In order to investigate the role of Rapa in regulating fatty acid metabolism genes in hypertrophied hearts, we subsequently performed quantitative real time-PCR analysis among experimental groups. As shown in Figure 2(e), the treatment of Rapa prevented the declines in representative metabolic target genes associated with fatty acid metabolism, including carnitine palmitoyl transferase-1[beta] and -2 (CPT-1[beta] and CPT-2), and medium- and long-chain acyl-CoA dehydrogenase (MCAD and LCAD) (P < 0.05 versus model).

3.3. The Activation of NF-[kappa]B Pathway in Hypertrophied Hearts Was Inhibited by Rapa Treatment. Upon activation by hypertrophic stimuli, p65, the subunit of NF-[kappa]B, rapidly enters the nucleus, which resulted in elevated expression of hypertrophic genes [22]. We next examined the effects of Rapa treatment on the nuclear translocation of p65 and the degradation of I[kappa]B-[alpha] in adult rats. The persistent stimulation of isoproterenol significantly promoted the translocation of p65 from cytoplasm to the nucleus, which were prevented by Rapa treatment (P < 0.05 versus model) (Figures 2(f) and 2(g)). Consistently, as shown in Figures 2(h) and 2(i), the degradation of I[kappa]B-[alpha] was detected to increase in response to isoproterenol stimulation (P < 0.05 versus control), and this effect can be reversed by Rapa (P < 0.05 versus model).

3.4. Effects of Rapa on Proinflammatory Cytokines Release and Gene Expression in Cardiomyocytes via NF-[kappa]B Pathway. P65 was knocked down in neonatal rat cardiomyocytes using siRNA, and TNF-[alpha], a cytokine known to activate NF-[kappa]B signal pathway, was used to further clarify the role of NF-[kappa]B in the protective effects of Rapa in cardiomyocytes. It has been shown that the protein expression of p65 in cultured cardiomyocytes was increased by TNF-[alpha] in a concentration-dependent manner by western blot analysis (see Supplementary Figure 1(a) in Supplementary Material available online at http://dx.doi.org/10.1155/2014/868753), and p65 depletion was proved to decrease the protein expression of p65 (Supplementary Figure 1(c)) in cardiomyocytes.

To investigate whether the activation of the NF-[kappa]B pathway is implicated in proinflammatory gene expressions and cytokines releases induced by isoproterenol, the extracellular production of cytokines was measured by ELISA. As shown in Figures 3(a), 3(b), and 3(c), releases of IL-1[beta], IL-2, and TNF-[alpha] were significantly induced by isoproterenol (P < 0.01 versus control). In contrast, the administration of Rapa to cardiomyocytes attenuated the increases in releases of proinflammatory cytokines (P < 0.05 versus model), and this effect could be abrogated by TNF-[alpha] (20 ng/mL). Then real-time PCR analysis was performed to quantify the expression of representative cytokine genes. The stimulation of isoproterenol led to increases in mRNA levels of IL-1[beta], IL-2, and TNF-[alpha] (P < 0.05 versus control), which could be reversed by Rapa (Figure 3(d)). Furthermore, it was revealed that this downregulation of proinflammatory cytokines by Rapa was reversed by TNF-[alpha] (20ng/mL), whereas the anti-inflammatory effect of Rapa was preserved when NF-[kappa]B/p65 was depleted in cardiomyocytes.

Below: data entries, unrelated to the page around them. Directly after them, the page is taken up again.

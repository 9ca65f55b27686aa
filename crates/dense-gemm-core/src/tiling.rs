use once_cell::sync::Lazy;

/// Inner-dimension viewport length used when none is configured.
pub const VLEN_DEFAULT: usize = 30;

/// Environment variable holding the viewport length.
pub const ENV_VLEN: &str = "DENSE_GEMM_VLEN";

/// Environment variable selecting the multiply kernel (`column` or `viewport`).
pub const ENV_KERNEL: &str = "DENSE_GEMM_KERNEL";

/// Which multiply kernel a product is routed through.
#[derive(Debug, Clone, Copy, PartialEq, Eq, Default)]
pub enum KernelKind {
    /// One full pass over the inner dimension per output column.
    #[default]
    SparseColumn,
    /// Inner dimension split into viewports of `vlen` rows of B.
    Viewport,
}

impl KernelKind {
    /// Parse the value of [`ENV_KERNEL`].
    pub fn parse(s: &str) -> Option<Self> {
        match s.trim().to_ascii_lowercase().as_str() {
            "column" | "sparse-column" | "sparse_column" => Some(KernelKind::SparseColumn),
            "viewport" | "vp" => Some(KernelKind::Viewport),
            _ => None,
        }
    }

    /// Short name, as accepted by [`KernelKind::parse`].
    pub fn as_str(&self) -> &'static str {
        match self {
            KernelKind::SparseColumn => "column",
            KernelKind::Viewport => "viewport",
        }
    }
}

/// Multiply kernel configuration.
#[derive(Debug, Clone, Copy, PartialEq, Eq)]
pub struct KernelParams {
    /// Kernel used by matrix-level products.
    pub kernel: KernelKind,
    /// Viewport length for [`KernelKind::Viewport`].
    pub vlen: usize,
}

impl KernelParams {
    /// Built-in defaults: sparse column kernel, viewport length 30.
    pub const DEFAULT: Self = Self {
        kernel: KernelKind::SparseColumn,
        vlen: VLEN_DEFAULT,
    };

    /// Create custom kernel parameters.
    pub const fn new(kernel: KernelKind, vlen: usize) -> Self {
        Self { kernel, vlen }
    }

    /// Read parameters from the process environment.
    ///
    /// Missing or unparsable values fall back to [`KernelParams::DEFAULT`].
    pub fn from_env() -> Self {
        Self::from_lookup(|key| std::env::var(key).ok())
    }

    /// Read parameters through an arbitrary key lookup.
    pub fn from_lookup<F>(lookup: F) -> Self
    where
        F: Fn(&str) -> Option<String>,
    {
        let mut params = Self::DEFAULT;

        if let Some(raw) = lookup(ENV_KERNEL) {
            match KernelKind::parse(&raw) {
                Some(kind) => params.kernel = kind,
                None => tracing::warn!(value = %raw, "ignoring unknown {}", ENV_KERNEL),
            }
        }

        if let Some(raw) = lookup(ENV_VLEN) {
            match raw.trim().parse::<usize>() {
                Ok(vlen) => params.vlen = vlen,
                Err(_) => tracing::warn!(value = %raw, "ignoring unparsable {}", ENV_VLEN),
            }
        }

        if let Err(reason) = params.validate() {
            tracing::warn!(
                reason,
                vlen = VLEN_DEFAULT,
                "invalid viewport length, using default"
            );
            params.vlen = VLEN_DEFAULT;
        }

        params
    }

    /// Validate that the parameters are usable.
    pub fn validate(&self) -> Result<(), &'static str> {
        if self.vlen == 0 {
            return Err("vlen must be non-zero");
        }
        Ok(())
    }
}

impl Default for KernelParams {
    fn default() -> Self {
        Self::DEFAULT
    }
}

static DEFAULT_PARAMS: Lazy<KernelParams> = Lazy::new(KernelParams::from_env);

/// Process-wide parameters, read from the environment on first use.
pub fn default_params() -> KernelParams {
    *DEFAULT_PARAMS
}

/// Iterator over blocks of a dimension.
pub struct BlockIterator {
    total: usize,
    block_size: usize,
    current: usize,
}

impl BlockIterator {
    pub fn new(total: usize, block_size: usize) -> Self {
        Self {
            total,
            block_size: block_size.max(1),
            current: 0,
        }
    }
}

impl Iterator for BlockIterator {
    /// (start, length) of each block
    type Item = (usize, usize);

    fn next(&mut self) -> Option<Self::Item> {
        if self.current >= self.total {
            return None;
        }

        let start = self.current;
        let len = (self.total - start).min(self.block_size);
        self.current += len;

        Some((start, len))
    }
}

3.5. NF-[kappa]B Participates in the Antihypertrophic Effect of Rapa. In order to explore whether the activation of the NF-[kappa]B pathway is implicated in the underlying mechanism of the inhibitory effects of Rapa on cardiac hypertrophy, immunofluorescence analyses and real-time PCR analyses were performed in primary cultured neonatal cardiomyocytes. As shown in Figures 4(a) and 4(b), the surface area of cardiomyocytes, as well as mRNA levels of hypertrophied maker genes, was increased significantly in response to isoproterenol stimulation for 24 hours (P < 0.05 versus control). In contrast, the administration of Rapa to cardiomyocytes attenuated the increases in hypertrophy biomarkers (P < 0.05 versus model), and this protective effect could be abrogated by TNF-[alpha] (20ng/mL). In contrast, this antihypertrophic effect of Rapa was maintained after p65 depletion in cardiomyocytes. These results suggested the involvement of NF-[kappa]B inactivation in the protective effect of Rapa against cardiac hypertrophy induced by isoproterenol.

3.6. The Role of Rapa in Maintaining Energy Homeostasis Was Dependent on NF-[kappa]B. To investigate the role of NF-[kappa]B pathway in preserving mitochondrial function in cardiomyocytes, TMRE, a sensitive fluorescent probe that reflects the level of membrane potential, were used to assess the capacity of mitochondria to produce ATP. As seen from Figure 4(c), a significant loss of membrane potential was shown in cardiomyocytes treated with isoproterenol (P < 0.001 versus control), which could be abolished partially by Rapa (P < 0.01 versus model). Consistent with TMRE staining, the ATP production in cardiomyocytes was decreased notably in response to isoproterenol stimulation, compared with vehicle control (P < 0.01 versus control). And this reduction in conversion of metabolic substrates into usable energy can be substantially attenuated by Rapa (P < 0.05 versus model) (Figure 4(d)). Moreover, it was observed that the effect of Rapa on preserving mitochondrial function and ATP production in hypertrophied cardiomyocytes was abrogated by TNF-[alpha] (20 ng/mL). In contrast, the protective role of Rapa in maintaining energy homeostasis was preserved after p65 depletion in cardiomyocytes.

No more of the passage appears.